In piazza Farnese 'pro Silvio' anche la Pascale, la fidanzata di Berlusconi

Roma, 25 giu. (LaPresse) - Roma, 25 giu. (LaPresse) - "La Boccassini l'ha condannato perché non l'ha invitato alle feste". "Se andava co l'omini andava bene". "È un regime, lo vogliono far fuori". I fedelissimi di Silvio Berlusconi tornano in piazza. A suonare la carica il direttore de 'Il foglio' Giuliano Ferrara che ha convocato il popolo berlusconiano a piazza Farnese, a Roma, contro la giustizia "talebana" del tribunale di Milano che ha condannato il presidente del Pdl a sette anni di carcere e all'interdizione perpetua dai pubblici uffici nell'ambito del processo Ruby.

In piazza, tra i supporters del Cavaliere, l'innocenza di Berlusconi non viene messa in dubbio da nessuno. "È un complotto dei giudici", giurano i più. "Ho le labbra dipinte di rossetto perché oggi siamo tutti puttane - esordisce Ferrara facendo riferimento allo slogan scelto per la manifestazione - È un messaggio quasi evangelico, da ieri dobbiamo stare attenti. Michele Misseri che dice di aver strangolato una bambina ha avuto otto anni, Berlusconi ne ha avuti sette - continua tra gli applausi dei sostenitori del Cav - una cosa che avrebbe potuto venire in mente solo a dei giudici con il turbante".

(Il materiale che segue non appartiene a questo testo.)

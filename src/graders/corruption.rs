use async_trait::async_trait;
use serde::{Deserialize, Serialize};
use serde_json::{Map, Value, json};

use crate::{
    graders::{
        error::GraderError,
        evidence::{Evidence, GraderResult, Severity},
        traits::Grader,
    },
    trace::{
        run::TraceRun,
        step::MemoryWriteStep,
        types::WriteOperation,
    },
};

/// How to treat a previously present value becoming absent.
///
/// The conservative default flags every such change: the check cannot
/// distinguish an incorrect deletion from one the user explicitly asked
/// for, so callers that model user-requested deletion opt out per write
/// operation rather than the grader guessing intent.
#[derive(Debug, Clone, Copy, PartialEq, Eq, Serialize, Deserialize, Default)]
#[serde(rename_all = "snake_case")]
pub enum DataLossPolicy {
    /// Every old-present, new-absent change is an error finding.
    #[default]
    FlagAlways,
    /// Losses inside `operation = delete` writes are reported as info.
    AllowExplicitDelete,
}

/// Deterministic invariant layer: silent loss of previously stored data
/// is always wrong, independent of agent reasoning. Stateless and fully
/// reproducible; never needs a semantic backend.
#[derive(Debug, Clone)]
pub struct MemoryCorruptionGrader {
    pub fail_on_data_loss: bool,
    pub policy: DataLossPolicy,
}

impl Default for MemoryCorruptionGrader {
    fn default() -> Self {
        Self::new()
    }
}

impl MemoryCorruptionGrader {
    pub const NAME: &'static str = "memory_corruption";

    pub fn new() -> Self {
        Self {
            fail_on_data_loss: true,
            policy: DataLossPolicy::FlagAlways,
        }
    }

    pub fn with_policy(policy: DataLossPolicy) -> Self {
        Self {
            fail_on_data_loss: true,
            policy,
        }
    }

    fn check_data_corruption(&self, writes: &[&MemoryWriteStep]) -> Vec<Evidence> {
        let mut evidence = Vec::new();

        for write in writes {
            let Some(changes) = &write.changes else {
                continue;
            };
            let lost: Vec<_> = changes.iter().filter(|c| c.is_data_loss()).collect();
            if lost.is_empty() {
                continue;
            }

            let explicit_delete = write.operation == WriteOperation::Delete
                && self.policy == DataLossPolicy::AllowExplicitDelete;
            let severity = if explicit_delete {
                Severity::Info
            } else if self.fail_on_data_loss {
                Severity::Error
            } else {
                Severity::Warn
            };

            let paths: Vec<&str> = lost.iter().map(|c| c.path.as_str()).collect();
            let mut details = Map::new();
            details.insert(
                "corrupted_fields".to_string(),
                Value::Array(
                    lost.iter()
                        .map(|c| {
                            json!({
                                "path": c.path,
                                "lost_value": c.old_value.clone().unwrap_or(Value::Null),
                            })
                        })
                        .collect(),
                ),
            );

            evidence.push(
                Evidence::new(
                    "data_corruption",
                    format!("Existing data was deleted: [{}]", paths.join(", ")),
                    severity,
                )
                .with_step_ids(vec![write.step_id.clone()])
                .with_details(details),
            );
        }

        evidence
    }

    /// Synchronous entry point; [`Grader::grade`] delegates here so the
    /// deterministic layer stays callable without a runtime.
    pub fn grade_sync(&self, trace: &TraceRun) -> Result<GraderResult, GraderError> {
        let writes = trace.memory_writes();
        let evidence = self.check_data_corruption(&writes);
        let error_count = evidence
            .iter()
            .filter(|e| e.severity == Severity::Error)
            .count();

        let score = (1.0 - 0.5 * error_count as f64).max(0.0);
        let passed = error_count == 0;

        let mut metadata = Map::new();
        metadata.insert("total_memory_writes".to_string(), json!(writes.len()));
        metadata.insert("corruption_errors".to_string(), json!(error_count));

        GraderResult::new(Self::NAME, passed, score, evidence, Some(metadata))
    }
}

#[async_trait]
impl Grader for MemoryCorruptionGrader {
    fn name(&self) -> &str {
        Self::NAME
    }

    async fn grade(&self, trace: &TraceRun) -> Result<GraderResult, GraderError> {
        self.grade_sync(trace)
    }
}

In piazza c'è anche Francesca Pascale, fidanzata di Silvio Berlusconi. Lui sa che lei è qui?, le chiedono, curiosi, i cronisti: "No, sono venuta qui perché sentivo di venire - risponde lei circondata da flash e telecamere - Se lui lo avesse saputo me lo avrebbe impedito perché si preoccupa per me. Però gli avrei disubbidito e sarebbe stata la prima volta ". "Non c'è giustizia in Italia - aggiunge cercando di assumere un ruolo un po' più istituzionale - mi sento offesa da una magistratura malata. Non mi sento una puttana, non lo è nemmeno la Ruby ". Tra i fedelissimi non fa mancare il suo supporto al Cav la 'pasionaria' Daniela Santanché, che sale sul palco e indossa una delle magliette in vendita a dieci euro con sù scritto 'Siamo tutti puttane'. "Ieri in tribunale mi sono vergognata di essere italiana, e oggi mi sono vergognata ancor di più leggendo i giornali stranieri", spiega.

In mezzo ai supporters comuni anche il coordinatore del partito Denis Verdini, Giancarlo Galan, Renata Polverini, Lucio Malan, Daniele Capezzone e il direttore de 'Il Giornale' Alessandro Sallusti. Quando la manifestazione sta per concludersi arriva anche Maurizio Lupi, unico ministro in piazza. Il Governo rischia dopo la sentenza Ruby? "Abbiamo sempre detto che il destino del Governo non è legato alle sentenze ma alla realizzazione del programma per cui è nato - spiega il Ministro dei Trasporti - Questo non toglie a nessuno il diritto, essendo un Governo politico, che io sia qui ieri perché ieri è successa una cosa inaudita, si vuole eliminare un leader politico attraverso una sentenza e una battaglia giudiziaria che va avanti da 20 anni". "C'è chi vuol far tornare indietro il Paese - attacca - c'è qualcuno a cui non va bene la pacificazione, la responsabilità e attenzione bene comune. Queste sentenze vogliono farci tornare indietro".